Et c’est cela qui a changé à propos de la jeunesse d’aujourd’hui : le temps exigé pour entrer dans l’âge adulte, dont la définition est moins claire et évidente que par le passé, est devenu beaucoup plus long. Mais cela n’a rien à voir avec un phénomène générationnel ; c’est toute la jeunesse qui ne cesse de s’allonger à l’âge moderne. Avec deux phases qui se différencient et s’étalent : la sortie de l’enfance (ou adolescence), qui est de plus en plus lente ; l’entrée dans l’âge adulte (ou jeunesse) qui est de plus en plus étirée. Ni la première expérience sexuelle (17,4 ans en moyenne et stable depuis 10 ans), ni la majorité civile et électorale (18 ans depuis 1974), ni le départ du domicile familiale (23 ans en France), ni même parfois le premier emploi (23 ans également), … ne mettent un terme à la jeunesse. L’âge adulte survient avec une expérience singulière et personnelle, qui marque, dans le récit de vie, l’entrée dans l’âge de l’autonomie et de la responsabilité : naissance du premier enfant, indépendance financière, deuil d’un parents, séjour à l’étranger … Les occasions peuvent varier pour devenir adulte, mais ce qui les caractérisent toutes est qu’elles inaugurent un nouveau regard sur la vie et une nouvelle étape de la trajectoire : après l’adolescence, l’entrée dans la « maturescence » (Claudine Attias Donfut). D’ailleurs, on parvient souvent à l’âge adulte en ayant le sentiment de ne pas l’être vraiment. « L’homme a deux vies, disait Confucius ; la seconde commence quand il s’aperçoit qu’il n’en a qu’une ». L’adulte se construit sur le syndrome de l’imposteur : intimement nous avons conscience d’être immatures, mais la responsabilité à l’égard des autres nous oblige à paraître adulte et donc aussi à l’être un peu. L’âge adulte est davantage un horizon qu’un uniforme : il désigne ce point, qui nous guide, mais qui semble s’éloigner au fur et à mesure que nous croyons nous en approcher.
D’où le fait aussi, qu’on ne sort jamais de l’âge adulte une fois qu’on y est entré.

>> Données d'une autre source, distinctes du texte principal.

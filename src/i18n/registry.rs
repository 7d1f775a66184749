//! Locale registry: Single source of truth for all supported locales.
//!
//! The registry is a lazily initialised singleton (`OnceLock`) and stays
//! immutable after first access.

use std::sync::OnceLock;

/// Configuration for a supported locale.
#[derive(Debug, Clone)]
pub struct LocaleConfig {
    /// Canonical locale code (e.g., "en", "zh-Hant")
    pub code: &'static str,

    /// English name of the locale (e.g., "Korean", "Traditional Chinese")
    pub name: &'static str,

    /// Native name of the locale (e.g., "한국어", "繁體中文")
    pub native_name: &'static str,

    /// Whether this is the fallback locale for missing messages (only one should be true)
    pub is_fallback: bool,

    /// Whether this locale is enabled for use
    pub enabled: bool,
}

/// Global locale registry singleton.
pub struct LocaleRegistry {
    locales: Vec<LocaleConfig>,
}

/// Global registry instance (initialized lazily)
static REGISTRY: OnceLock<LocaleRegistry> = OnceLock::new();

impl LocaleRegistry {
    /// Get the global locale registry instance.
    pub fn get() -> &'static LocaleRegistry {
        REGISTRY.get_or_init(|| LocaleRegistry {
            locales: default_locales(),
        })
    }

    /// Get a locale configuration by its exact code.
    ///
    /// Matching is case-sensitive: `"zh-hant"` is not `"zh-Hant"`.
    pub fn get_by_code(&self, code: &str) -> Option<&LocaleConfig> {
        self.locales.iter().find(|locale| locale.code == code)
    }

    /// Get all enabled locales, in registry order.
    pub fn list_enabled(&self) -> Vec<&LocaleConfig> {
        self.locales.iter().filter(|locale| locale.enabled).collect()
    }

    /// Get the fallback locale configuration.
    ///
    /// # Panics
    /// Panics if no fallback locale is found or if multiple fallback
    /// locales are defined (this indicates a configuration error).
    pub fn fallback(&self) -> &LocaleConfig {
        let fallbacks: Vec<_> = self
            .locales
            .iter()
            .filter(|locale| locale.is_fallback)
            .collect();

        match fallbacks.len() {
            0 => panic!("No fallback locale found in registry"),
            1 => fallbacks[0],
            _ => panic!("Multiple fallback locales found in registry"),
        }
    }
}

/// Default locale configurations.
///
/// English is the fallback; Korean and both Chinese scripts are translations.
fn default_locales() -> Vec<LocaleConfig> {
    vec![
        LocaleConfig {
            code: "en",
            name: "English",
            native_name: "English",
            is_fallback: true,
            enabled: true,
        },
        LocaleConfig {
            code: "ko",
            name: "Korean",
            native_name: "한국어",
            is_fallback: false,
            enabled: true,
        },
        LocaleConfig {
            code: "zh-Hans",
            name: "Simplified Chinese",
            native_name: "简体中文",
            is_fallback: false,
            enabled: true,
        },
        LocaleConfig {
            code: "zh-Hant",
            name: "Traditional Chinese",
            native_name: "繁體中文",
            is_fallback: false,
            enabled: true,
        },
    ]
}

C’est pourtant ce à quoi semble nous inviter l’impératif contemporain du « Bien vieillir ». S’il est synonyme de « Rester jeune et en bonne santé ! », alors notre vieillesse est vouée au malheur. Car vieillir, par définition, ce n’est pas rester jeune et la bonne santé est peu probable à cet âge. Mais si vieillir bien, c’est « Rester adulte et en lien ! », alors tout est possible, car on peut protéger l’autonomie et lutter contre la solitude, et ce, à tout âge. Et si la sénilité nous atteint et que nous en venons à oublier nous-même que nous sommes adultes ; raison de plus pour que l’entourage affectif et médical en conserve la conviction profonde et protège, pour nous et à notre place, cet adulte qui tend à s’effacer en nous. Tout comme le parent ou l’éducateur occupe, pour l’enfant, la place de l’adulte qu’il sera demain.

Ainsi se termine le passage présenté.